Chapter 4. Navigating Input Documents Using Paths

Path expressions are used to navigate input documents to select elements and attributes of interest. This chapter explains how to use path expressions to select elements and attributes from an input document and apply predicates to filter those results. It also covers the different methods of accessing input documents.

Path Expressions

A path expression is made up of one or more steps that are separated by a slash (/) or double slashes (//). For example, the path:

doc("catalog.xml")/catalog/product

selects all the product children of the catalog element in the catalog.xml document. Table 4-1 shows some other simple path expressions.

Table 4-1. Simple path expressions

Example

Explanation

doc("catalog.xml")/catalog

The catalog element that is the outermost element of the document

doc("catalog.xml")//product

All product elements anywhere in the document

doc("catalog.xml")//product/@dept

All dept attributes of product elements in the document

doc("catalog.xml")/catalog/*

All child elements of the catalog element

doc("catalog.xml")/catalog/*/number

All number elements that are grandchildren of the catalog element

Path expressions return nodes in document order. This means that the examples in Table 4-1 return the product elements in the same order that they appear in the catalog.xml document. More information on document order and on sorting results differently can be found in Chapter 7.

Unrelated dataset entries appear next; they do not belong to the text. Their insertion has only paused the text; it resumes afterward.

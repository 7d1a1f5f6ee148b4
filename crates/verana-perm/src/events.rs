//! # Ledger Events
//!
//! Typed key/value events emitted by handlers for indexers and clients.
//! The keeper buffers them per transaction and drops the buffer's tail when
//! the transaction aborts, so only committed effects are ever observed.

use serde::{Deserialize, Serialize};

pub const EVENT_START_PERMISSION_VP: &str = "start_permission_vp";
pub const EVENT_RENEW_PERMISSION_VP: &str = "renew_permission_vp";
pub const EVENT_SET_PERMISSION_VP_TO_VALIDATED: &str = "set_permission_vp_to_validated";
pub const EVENT_CANCEL_PERMISSION_VP_LAST_REQUEST: &str = "cancel_permission_vp_last_request";
pub const EVENT_REQUEST_PERMISSION_VP_TERMINATION: &str = "request_permission_vp_termination";
pub const EVENT_CONFIRM_PERMISSION_VP_TERMINATION: &str = "confirm_permission_vp_termination";
pub const EVENT_EXTEND_PERMISSION: &str = "extend_permission";
pub const EVENT_REVOKE_PERMISSION: &str = "revoke_permission";
pub const EVENT_CREATE_ROOT_PERMISSION: &str = "create_root_permission";
pub const EVENT_CREATE_PERMISSION: &str = "create_permission";
pub const EVENT_CREATE_OR_UPDATE_PERMISSION_SESSION: &str = "create_or_update_permission_session";
pub const EVENT_SLASH_PERMISSION_TRUST_DEPOSIT: &str = "slash_permission_trust_deposit";
pub const EVENT_REPAY_PERMISSION_SLASHED_TRUST_DEPOSIT: &str =
    "repay_permission_slashed_trust_deposit";
pub const EVENT_SETTLE_FEE: &str = "settle_fee";
pub const EVENT_UPDATE_PARAMS: &str = "update_params";

pub const ATTR_PERMISSION_ID: &str = "permission_id";
pub const ATTR_CREATOR: &str = "creator";
pub const ATTR_VALIDATOR_PERM_ID: &str = "validator_perm_id";
pub const ATTR_TYPE: &str = "type";
pub const ATTR_SCHEMA_ID: &str = "schema_id";
pub const ATTR_COUNTRY: &str = "country";
pub const ATTR_FEES: &str = "fees";
pub const ATTR_DEPOSIT: &str = "deposit";
pub const ATTR_VP_STATE: &str = "vp_state";
pub const ATTR_EFFECTIVE_UNTIL: &str = "effective_until";
pub const ATTR_SESSION_ID: &str = "session_id";
pub const ATTR_FEE_KIND: &str = "fee_kind";
pub const ATTR_BENEFICIARY_PERM_ID: &str = "beneficiary_perm_id";
pub const ATTR_EXECUTOR_PERM_ID: &str = "executor_perm_id";
pub const ATTR_DIRECT_AMOUNT: &str = "direct_amount";
pub const ATTR_TRUST_DEPOSIT_AMOUNT: &str = "trust_deposit_amount";
pub const ATTR_AMOUNT: &str = "amount";
pub const ATTR_TIMESTAMP: &str = "timestamp";

/// One ledger event: a type and its attributes in emission order.
#[derive(Debug, Clone, PartialEq, Eq, Serialize, Deserialize)]
pub struct Event {
    pub kind: String,
    pub attributes: Vec<(String, String)>,
}

impl Event {
    pub fn new(kind: &str) -> Self {
        Self {
            kind: kind.to_string(),
            attributes: Vec::new(),
        }
    }

    /// Append an attribute (builder style).
    pub fn attr(mut self, key: &str, value: impl ToString) -> Self {
        self.attributes.push((key.to_string(), value.to_string()));
        self
    }

    /// First value recorded under `key`.
    pub fn attribute(&self, key: &str) -> Option<&str> {
        self.attributes
            .iter()
            .find(|(k, _)| k == key)
            .map(|(_, v)| v.as_str())
    }
}
//! # Validation-Process State Machine
//!
//! Handlers for every message that creates or mutates a permission row.
//!
//! ## Escrow
//!
//! Starting or renewing a validation process charges the applicant
//! `validator.validation_fees × trust_unit_price` plus the trust-deposit
//! share of that amount. Both go into the module account: the fees wait
//! there until the validator acts, and the deposit share is immediately
//! credited to the applicant's trust deposit. On validation the escrowed
//! fees are settled to the validator. On cancellation the fees are refunded
//! and the deposit is released back through the trust-deposit ledger.
//!
//! ## Authority
//!
//! | Action                         | Caller                                        |
//! |--------------------------------|-----------------------------------------------|
//! | start, renew, cancel, request  | applicant (grantee)                           |
//! | validate, extend, revoke,      | validator grantee, or the trust-registry      |
//! | confirm termination            | controller for a root permission              |
//! | slash                          | trust-registry controller or active ancestor  |
//! | repay                          | anyone                                        |

use verana_core::{Address, PermissionId, Timestamp};

use crate::beneficiary::{ecosystem_permission, walk_validator_chain};
use crate::error::PermError;
use crate::events::{self, Event};
use crate::host::{signed_delta, Coin, CredentialSchemaInfo, Host};
use crate::keeper::Keeper;
use crate::msgs::{
    MsgCancelPermissionVpLastRequest, MsgConfirmPermissionVpTermination, MsgCreatePermission,
    MsgCreateRootPermission, MsgExtendPermission, MsgRenewPermissionVp,
    MsgRepayPermissionSlashedTrustDeposit, MsgRequestPermissionVpTermination,
    MsgRevokePermission, MsgSetPermissionVpToValidated, MsgSlashPermissionTrustDeposit,
    MsgStartPermissionVp, MsgResponse,
};
use crate::settlement::{self, FeeKind, Payer, SettlementRequest};
use crate::types::{PermManagementMode, Permission, PermissionType, ValidationState};

/// Validity period in days the schema grants to a validated `perm_type`.
/// Zero means no ceiling.
pub fn validity_period_days(cs: &CredentialSchemaInfo, perm_type: PermissionType) -> u32 {
    match perm_type {
        PermissionType::IssuerGrantor => cs.issuer_grantor_validation_validity_period,
        PermissionType::VerifierGrantor => cs.verifier_grantor_validation_validity_period,
        PermissionType::Issuer => cs.issuer_validation_validity_period,
        PermissionType::Verifier => cs.verifier_validation_validity_period,
        PermissionType::Holder => cs.holder_validation_validity_period,
        PermissionType::Ecosystem | PermissionType::TrustRegistry => 0,
    }
}

/// Check that `validator` may run a validation process for `requested`
/// under the schema's management modes.
pub fn check_validator_type(
    validator: &Permission,
    requested: PermissionType,
    cs: &CredentialSchemaInfo,
) -> Result<(), PermError> {
    use PermManagementMode::{GrantorValidation, Open, TrustRegistryValidation};
    use PermissionType::*;

    let mismatch = |mode: PermManagementMode, reason: &str| PermError::ManagementModeMismatch {
        schema_id: cs.id,
        mode,
        reason: reason.to_string(),
    };
    let wrong_validator = |reason: &str| PermError::InvalidValidatorType {
        validator: validator.id,
        validator_type: validator.perm_type,
        requested,
        reason: reason.to_string(),
    };

    let expected = match requested {
        IssuerGrantor | VerifierGrantor => {
            let mode = if requested == IssuerGrantor {
                cs.issuer_perm_management_mode
            } else {
                cs.verifier_perm_management_mode
            };
            if mode != GrantorValidation {
                return Err(mismatch(mode, "grantors exist only under GRANTOR_VALIDATION"));
            }
            Ecosystem
        }
        Issuer | Verifier => {
            let (mode, grantor) = if requested == Issuer {
                (cs.issuer_perm_management_mode, IssuerGrantor)
            } else {
                (cs.verifier_perm_management_mode, VerifierGrantor)
            };
            match mode {
                Open => {
                    return Err(mismatch(mode, "self-create the permission with CreatePermission"))
                }
                GrantorValidation => grantor,
                TrustRegistryValidation => Ecosystem,
            }
        }
        Holder => Issuer,
        Ecosystem | TrustRegistry => {
            return Err(wrong_validator("this type cannot be requested through a validation process"))
        }
    };

    if validator.perm_type != expected {
        return Err(wrong_validator(&format!("validator must be {expected}")));
    }
    Ok(())
}
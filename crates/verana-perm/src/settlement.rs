//! # Fee & Deposit Settlement
//!
//! Moves the money owed when a permission validates an applicant or when a
//! credential is issued or verified under a permission chain.
//!
//! ## Split
//!
//! ```text
//! fees_in_denom  = fees × trust_unit_price
//! trust_deposit  = floor(fees_in_denom × trust_deposit_rate)
//! direct         = fees_in_denom − trust_deposit
//! ```
//!
//! `direct + trust_deposit == fees_in_denom` always holds. Truncation rounds
//! the trust-deposit share down, so any remainder unit goes to the direct
//! payment.
//!
//! ## Effects per line
//!
//! 1. `direct > 0`: transfer from the payer to the beneficiary's grantee.
//! 2. `trust_deposit > 0`: move it into the module account (skipped when the
//!    payer already is the module escrow), then credit it to the
//!    beneficiary's trust deposit and, when an executor is given, to the
//!    executor's as well. `Permission.deposit` grows on both rows.

use serde::{Deserialize, Serialize};
use verana_core::{Address, PermissionId, Rate};

use crate::error::PermError;
use crate::events::{self, Event};
use crate::host::{signed_delta, AnchorId, Bank, Coin, TrustDeposit};
use crate::store::PermissionStore;
use crate::types::Permission;

/// Which fee field of a beneficiary applies.
#[derive(Debug, Clone, Copy, PartialEq, Eq, Hash, Serialize, Deserialize)]
#[serde(rename_all = "snake_case")]
pub enum FeeKind {
    /// Charged by a validator for running a validation process.
    Validation,
    /// Charged per credential issued.
    Issuance,
    /// Charged per presentation verified.
    Verification,
}

impl FeeKind {
    /// The fee this permission charges for the action, in trust units.
    pub fn fee_of(&self, perm: &Permission) -> u64 {
        match self {
            Self::Validation => perm.validation_fees,
            Self::Issuance => perm.issuance_fees,
            Self::Verification => perm.verification_fees,
        }
    }
}

impl std::fmt::Display for FeeKind {
    fn fmt(&self, f: &mut std::fmt::Formatter<'_>) -> std::fmt::Result {
        let s = match self {
            Self::Validation => "validation",
            Self::Issuance => "issuance",
            Self::Verification => "verification",
        };
        f.write_str(s)
    }
}

/// Where the funds come from.
#[derive(Debug, Clone, PartialEq, Eq)]
pub enum Payer {
    /// An account pays at settlement time.
    Account(Address),
    /// Funds already sit in the module escrow account.
    Escrow,
}

/// The arithmetic result for one fee.
#[derive(Debug, Clone, Copy, PartialEq, Eq, Serialize, Deserialize)]
pub struct FeeSplit {
    pub fees_in_denom: u64,
    pub trust_deposit: u64,
    pub direct: u64,
}

/// `fees × trust_unit_price`, checked.
pub fn fees_in_denom(fees: u64, trust_unit_price: u64) -> Result<u64, PermError> {
    fees.checked_mul(trust_unit_price)
        .ok_or(PermError::AmountOverflow("fees_in_denom"))
}

/// Split an amount into its trust-deposit and direct parts.
pub fn split_fee(fees_in_denom: u64, trust_deposit_rate: Rate) -> Result<FeeSplit, PermError> {
    let trust_deposit = trust_deposit_rate
        .mul_floor(fees_in_denom)
        .filter(|td| *td <= fees_in_denom)
        .ok_or(PermError::AmountOverflow("trust_deposit_amount"))?;
    Ok(FeeSplit {
        fees_in_denom,
        trust_deposit,
        direct: fees_in_denom - trust_deposit,
    })
}

/// Fixed inputs of one settlement run.
#[derive(Debug, Clone)]
pub struct SettlementRequest<'a> {
    pub kind: FeeKind,
    pub payer: Payer,
    /// Permission performing the action. Credited alongside each beneficiary.
    pub executor: Option<PermissionId>,
    pub trust_unit_price: u64,
    pub trust_deposit_rate: Rate,
    pub denom: &'a str,
    pub module_account: &'a str,
}

/// What one beneficiary received.
#[derive(Debug, Clone, PartialEq, Eq, Serialize, Deserialize)]
pub struct SettlementLine {
    pub beneficiary: PermissionId,
    pub grantee: Address,
    pub split: FeeSplit,
    /// Anchor the trust-deposit collaborator routes this grantee's deposit to.
    pub anchor: Option<AnchorId>,
}

/// Everything a settlement run moved.
#[derive(Debug, Clone, PartialEq, Eq, Serialize, Deserialize)]
pub struct SettlementReceipt {
    pub kind: FeeKind,
    pub executor: Option<PermissionId>,
    pub lines: Vec<SettlementLine>,
}

impl SettlementReceipt {
    /// Total charged to the payer.
    pub fn total_charged(&self) -> u64 {
        self.lines.iter().map(|l| l.split.fees_in_denom).sum()
    }

    /// Total sent directly to beneficiaries.
    pub fn total_direct(&self) -> u64 {
        self.lines.iter().map(|l| l.split.direct).sum()
    }

    /// Total diverted into trust deposits (counted once per line).
    pub fn total_trust_deposit(&self) -> u64 {
        self.lines.iter().map(|l| l.split.trust_deposit).sum()
    }
}

/// The `settle_fee` event for one settled line.
pub fn settle_event(line: &SettlementLine, kind: FeeKind, executor: Option<PermissionId>) -> Event {
    let mut e = Event::new(events::EVENT_SETTLE_FEE)
        .attr(events::ATTR_FEE_KIND, kind)
        .attr(events::ATTR_BENEFICIARY_PERM_ID, line.beneficiary)
        .attr(events::ATTR_DIRECT_AMOUNT, line.split.direct)
        .attr(events::ATTR_TRUST_DEPOSIT_AMOUNT, line.split.trust_deposit);
    if let Some(executor) = executor {
        e = e.attr(events::ATTR_EXECUTOR_PERM_ID, executor);
    }
    e
}

/// Sum of `fees × trust_unit_price` over the beneficiaries. The payer must
/// hold at least this much before settlement starts. This is exactly what
/// [`settle`] debits: the trust-deposit share is carved out of each fee and
/// no agent reward is added on top.
pub fn required_amount(
    beneficiaries: &[Permission],
    kind: FeeKind,
    trust_unit_price: u64,
) -> Result<u64, PermError> {
    beneficiaries.iter().try_fold(0u64, |acc, b| {
        let owed = fees_in_denom(kind.fee_of(b), trust_unit_price)?;
        acc.checked_add(owed)
            .ok_or(PermError::AmountOverflow("required_amount"))
    })
}

/// Settle `kind` fees for every beneficiary, in order, skipping zero fees.
pub fn settle<H: Bank + TrustDeposit + ?Sized>(
    store: &mut PermissionStore,
    host: &mut H,
    req: &SettlementRequest<'_>,
    beneficiaries: &[Permission],
) -> Result<SettlementReceipt, PermError> {
    let mut lines = Vec::with_capacity(beneficiaries.len());
    for b in beneficiaries {
        let fees = req.kind.fee_of(b);
        if fees == 0 {
            continue;
        }
        let amount = fees_in_denom(fees, req.trust_unit_price)?;
        lines.push(settle_line(store, host, req, b, amount)?);
    }
    Ok(SettlementReceipt {
        kind: req.kind,
        executor: req.executor,
        lines,
    })
}

/// Settle a single amount already expressed in the bond denomination.
pub fn settle_line<H: Bank + TrustDeposit + ?Sized>(
    store: &mut PermissionStore,
    host: &mut H,
    req: &SettlementRequest<'_>,
    beneficiary: &Permission,
    amount: u64,
) -> Result<SettlementLine, PermError> {
    let split = split_fee(amount, req.trust_deposit_rate)?;

    if split.direct > 0 {
        let coin = Coin::new(req.denom, split.direct);
        match &req.payer {
            Payer::Account(from) => host.send_coins(from, &beneficiary.grantee, &coin)?,
            Payer::Escrow => host.send_coins_from_module_to_account(
                req.module_account,
                &beneficiary.grantee,
                &coin,
            )?,
        }
    }

    if split.trust_deposit > 0 {
        if let Payer::Account(from) = &req.payer {
            let coin = Coin::new(req.denom, split.trust_deposit);
            host.send_coins_from_account_to_module(from, req.module_account, &coin)?;
        }
        let delta = signed_delta(split.trust_deposit)?;

        host.adjust_trust_deposit(&beneficiary.grantee, delta)?;
        add_deposit(store, beneficiary.id, split.trust_deposit)?;

        if let Some(executor) = req.executor {
            let executor_grantee = store.require(executor)?.grantee.clone();
            host.adjust_trust_deposit(&executor_grantee, delta)?;
            add_deposit(store, executor, split.trust_deposit)?;
        }
    }

    let anchor = host.anchor_for_operator(&beneficiary.grantee);
    tracing::debug!(
        kind = %req.kind,
        beneficiary = %beneficiary.id,
        direct = split.direct,
        trust_deposit = split.trust_deposit,
        anchored = anchor.is_some(),
        "fee settled"
    );

    Ok(SettlementLine {
        beneficiary: beneficiary.id,
        grantee: beneficiary.grantee.clone(),
        split,
        anchor,
    })
}

fn add_deposit(store: &mut PermissionStore, id: PermissionId, amount: u64) -> Result<(), PermError> {
    store.try_update(id, |p| {
        p.deposit = p
            .deposit
            .checked_add(amount)
            .ok_or(PermError::AmountOverflow("permission deposit"))?;
        Ok(())
    })
}

#[cfg(test)]
mod tests {
    use super::*;

    fn rate(s: &str) -> Rate {
        Rate::parse(s).unwrap()
    }

    #[test]
    fn test_split_half_rounds_trust_deposit_down() {
        let split = split_fee(fees_in_denom(5, 1).unwrap(), rate("0.5")).unwrap();
        assert_eq!(split.trust_deposit, 2);
        assert_eq!(split.direct, 3);
        assert_eq!(split.fees_in_denom, 5);
    }

    #[test]
    fn test_split_default_rate() {
        let split = split_fee(fees_in_denom(5, 1_000_000).unwrap(), rate("0.2")).unwrap();
        assert_eq!(split.fees_in_denom, 5_000_000);
        assert_eq!(split.trust_deposit, 1_000_000);
        assert_eq!(split.direct, 4_000_000);
    }

    #[test]
    fn test_split_edges() {
        assert_eq!(split_fee(9, Rate::ZERO).unwrap().direct, 9);
        assert_eq!(split_fee(9, Rate::ONE).unwrap().trust_deposit, 9);
        assert_eq!(split_fee(0, rate("0.3")).unwrap().direct, 0);
    }

    #[test]
    fn test_rate_above_one_is_rejected() {
        assert!(split_fee(10, rate("1.5")).is_err());
    }

    #[test]
    fn test_price_overflow() {
        assert!(matches!(
            fees_in_denom(u64::MAX, 2),
            Err(PermError::AmountOverflow("fees_in_denom"))
        ));
    }

    #[test]
    fn test_fee_kind_selects_field() {
        let mut p = Permission::new(
            PermissionId(1),
            1,
            crate::types::PermissionType::Issuer,
            verana_core::Did::new("did:example:a").unwrap(),
            Address::new("verana1qqqqqqqq").unwrap(),
            verana_core::Timestamp::parse("2026-01-01T00:00:00Z").unwrap(),
        );
        p.validation_fees = 7;
        p.issuance_fees = 5;
        p.verification_fees = 2;
        assert_eq!(FeeKind::Validation.fee_of(&p), 7);
        assert_eq!(FeeKind::Issuance.fee_of(&p), 5);
        assert_eq!(FeeKind::Verification.fee_of(&p), 2);
        assert_eq!(
            required_amount(&[p.clone(), p], FeeKind::Issuance, 10).unwrap(),
            100
        );
    }

    #[test]
    fn test_settle_event_attributes() {
        let line = SettlementLine {
            beneficiary: PermissionId(3),
            grantee: Address::new("verana1qqqqqqqq").unwrap(),
            split: split_fee(10, rate("0.2")).unwrap(),
            anchor: None,
        };
        let e = settle_event(&line, FeeKind::Verification, Some(PermissionId(9)));
        assert_eq!(e.kind, events::EVENT_SETTLE_FEE);
        assert_eq!(e.attribute(events::ATTR_FEE_KIND), Some("verification"));
        assert_eq!(e.attribute(events::ATTR_DIRECT_AMOUNT), Some("8"));
        assert_eq!(e.attribute(events::ATTR_TRUST_DEPOSIT_AMOUNT), Some("2"));
        assert_eq!(e.attribute(events::ATTR_EXECUTOR_PERM_ID), Some("9"));
        assert_eq!(
            settle_event(&line, FeeKind::Issuance, None).attribute(events::ATTR_EXECUTOR_PERM_ID),
            None
        );
    }

    mod proptests {
        use super::*;
        use proptest::prelude::*;

        proptest! {
            #[test]
            fn split_conserves_every_unit(
                fees in 0u64..=1_000_000_000,
                price in 1u64..=1_000_000,
                millis in 0u128..=1000,
            ) {
                let r = Rate::from_parts(millis, 3).unwrap();
                let total = fees_in_denom(fees, price).unwrap();
                let split = split_fee(total, r).unwrap();
                prop_assert_eq!(split.direct + split.trust_deposit, total);
                // floor(total * millis / 1000)
                let expected = (u128::from(total) * millis / 1000) as u64;
                prop_assert_eq!(split.trust_deposit, expected);
            }
        }
    }
}
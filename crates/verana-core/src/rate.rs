//! # Fixed-Point Rates
//!
//! [`Rate`] is a non-negative decimal with 18 fractional digits, stored as a
//! scaled `u128`. It is the only way ratios enter fee arithmetic: parameters
//! arrive as decimal strings (`"0.2"`), are parsed exactly, and are applied to
//! integer amounts with [`Rate::mul_floor`], which truncates toward zero.
//!
//! Floats are never involved, so every node computes bit-identical splits.

use serde::{Deserialize, Deserializer, Serialize, Serializer};

use crate::error::ValidationError;

/// Number of fractional decimal digits carried by a [`Rate`].
pub const RATE_DECIMALS: u32 = 18;

const SCALE: u128 = 10u128.pow(RATE_DECIMALS);

/// A non-negative fixed-point decimal ratio.
#[derive(Debug, Clone, Copy, PartialEq, Eq, PartialOrd, Ord, Hash, Default)]
pub struct Rate(u128);

impl Rate {
    /// `0`.
    pub const ZERO: Self = Self(0);
    /// `1`.
    pub const ONE: Self = Self(SCALE);

    /// Build `numerator / 10^decimals` exactly. `None` if more than 18
    /// fractional digits would be needed or the value overflows.
    pub fn from_parts(numerator: u128, decimals: u32) -> Option<Self> {
        if decimals > RATE_DECIMALS {
            return None;
        }
        numerator
            .checked_mul(10u128.pow(RATE_DECIMALS - decimals))
            .map(Self)
    }

    /// Parse a plain decimal string such as `"0.2"`, `"1"` or `"0.05"`.
    ///
    /// Signs, exponents and more than 18 fractional digits are rejected.
    pub fn parse(s: &str) -> Result<Self, ValidationError> {
        let fail = |reason: &str| ValidationError::InvalidRate {
            value: s.to_string(),
            reason: reason.to_string(),
        };

        let (int_part, frac_part) = s.split_once('.').unwrap_or((s, ""));
        if int_part.is_empty() || !int_part.bytes().all(|b| b.is_ascii_digit()) {
            return Err(fail("integer part must be decimal digits"));
        }
        if s.contains('.') && frac_part.is_empty() {
            return Err(fail("missing fractional digits after '.'"));
        }
        if !frac_part.bytes().all(|b| b.is_ascii_digit()) {
            return Err(fail("fractional part must be decimal digits"));
        }
        if frac_part.len() > RATE_DECIMALS as usize {
            return Err(fail("more than 18 fractional digits"));
        }

        let digits = format!("{int_part}{frac_part}");
        let numerator: u128 = digits.parse().map_err(|_| fail("value out of range"))?;
        // frac_part.len() <= 18 was checked above.
        Self::from_parts(numerator, frac_part.len() as u32).ok_or_else(|| fail("value out of range"))
    }

    /// `floor(amount * self)`. `None` only if the intermediate product or
    /// the result does not fit.
    pub fn mul_floor(&self, amount: u64) -> Option<u64> {
        let product = u128::from(amount).checked_mul(self.0)?;
        u64::try_from(product / SCALE).ok()
    }

    /// Whether `0 <= self <= 1`.
    pub fn is_fraction(&self) -> bool {
        *self <= Self::ONE
    }

    /// Raw scaled representation (`value * 10^18`).
    pub fn scaled(&self) -> u128 {
        self.0
    }
}

impl std::fmt::Display for Rate {
    fn fmt(&self, f: &mut std::fmt::Formatter<'_>) -> std::fmt::Result {
        let int = self.0 / SCALE;
        let frac = self.0 % SCALE;
        if frac == 0 {
            return write!(f, "{int}");
        }
        let frac = format!("{frac:018}");
        write!(f, "{int}.{}", frac.trim_end_matches('0'))
    }
}

impl std::str::FromStr for Rate {
    type Err = ValidationError;
    fn from_str(s: &str) -> Result<Self, Self::Err> {
        Self::parse(s)
    }
}

impl Serialize for Rate {
    fn serialize<S: Serializer>(&self, serializer: S) -> Result<S::Ok, S::Error> {
        serializer.collect_str(self)
    }
}

impl<'de> Deserialize<'de> for Rate {
    fn deserialize<D: Deserializer<'de>>(deserializer: D) -> Result<Self, D::Error> {
        let s = String::deserialize(deserializer)?;
        Self::parse(&s).map_err(serde::de::Error::custom)
    }
}

#[cfg(test)]
mod tests {
    use super::*;

    #[test]
    fn test_parse_and_display() {
        assert_eq!(Rate::parse("0.2").unwrap().to_string(), "0.2");
        assert_eq!(Rate::parse("1").unwrap(), Rate::ONE);
        assert_eq!(Rate::parse("0").unwrap(), Rate::ZERO);
        assert_eq!(Rate::parse("0.050").unwrap().to_string(), "0.05");
        assert_eq!(Rate::parse("1.5").unwrap().to_string(), "1.5");
    }

    #[test]
    fn test_parse_rejects_malformed() {
        for bad in ["", ".5", "5.", "-0.1", "1e-3", "0.1.2", " 0.1", "0.0000000000000000001"] {
            assert!(Rate::parse(bad).is_err(), "{bad:?} should be rejected");
        }
    }

    #[test]
    fn test_mul_floor_truncates() {
        let half = Rate::parse("0.5").unwrap();
        assert_eq!(half.mul_floor(5), Some(2));
        let fifth = Rate::parse("0.2").unwrap();
        assert_eq!(fifth.mul_floor(7_000_000), Some(1_400_000));
        assert_eq!(fifth.mul_floor(4), Some(0));
        assert_eq!(Rate::ONE.mul_floor(u64::MAX), Some(u64::MAX));
    }

    #[test]
    fn test_is_fraction() {
        assert!(Rate::ZERO.is_fraction());
        assert!(Rate::ONE.is_fraction());
        assert!(!Rate::parse("1.000000000000000001").unwrap().is_fraction());
    }

    #[test]
    fn test_serde_as_string() {
        let r = Rate::parse("0.25").unwrap();
        assert_eq!(serde_json::to_string(&r).unwrap(), "\"0.25\"");
        let back: Rate = serde_json::from_str("\"0.25\"").unwrap();
        assert_eq!(back, r);
        assert!(serde_json::from_str::<Rate>("\"abc\"").is_err());
    }

    mod proptests {
        use super::*;
        use proptest::prelude::*;

        proptest! {
            #[test]
            fn mul_floor_never_exceeds_amount_for_fractions(
                amount in 0u64..=u64::MAX,
                millis in 0u128..=1000,
            ) {
                let rate = Rate::from_parts(millis, 3).unwrap();
                let part = rate.mul_floor(amount).unwrap();
                prop_assert!(part <= amount);
            }
        }
    }
}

Path Expressions and Context

A path expression is always evaluated relative to a particular context item, which serves as the starting point for the relative path. Some path expressions start with a step that sets the context item, as in:

doc("catalog.xml")/catalog/product/number

The function call doc("catalog.xml") returns the document node of the catalog.xml document, which becomes the context item. When the context item is a node (as opposed to an atomic value), it is called the context node. The rest of the path is evaluated relative to it. Another example is:

$catalog/product/number

where the value of the variable $catalog sets the context. The variable must select zero, one or more nodes, which become the context nodes for the rest of the expression.

A path expression can also be relative. For example, it can also simply start with a name, as in:

product/number

This means that the path expression will be evaluated relative to the current context node, which must have been previously determined outside the expression. It may have been set by the processor outside the scope of the query, or in an outer expression.

Steps and changing context

The context item changes with each step. A step returns a sequence of zero, one, or more nodes that serve as the context items for evaluating the next step. For example, in:

doc("catalog.xml")/catalog/product/number

the doc("catalog.xml") step returns one document node that serves as the context item when evaluating the catalog step. The catalog step is evaluated using the document node as the current context node, returning a sequence of one catalog element child of the document node. This catalog element then serves as the context node for evaluation of the product step, which returns the sequence of product children of catalog.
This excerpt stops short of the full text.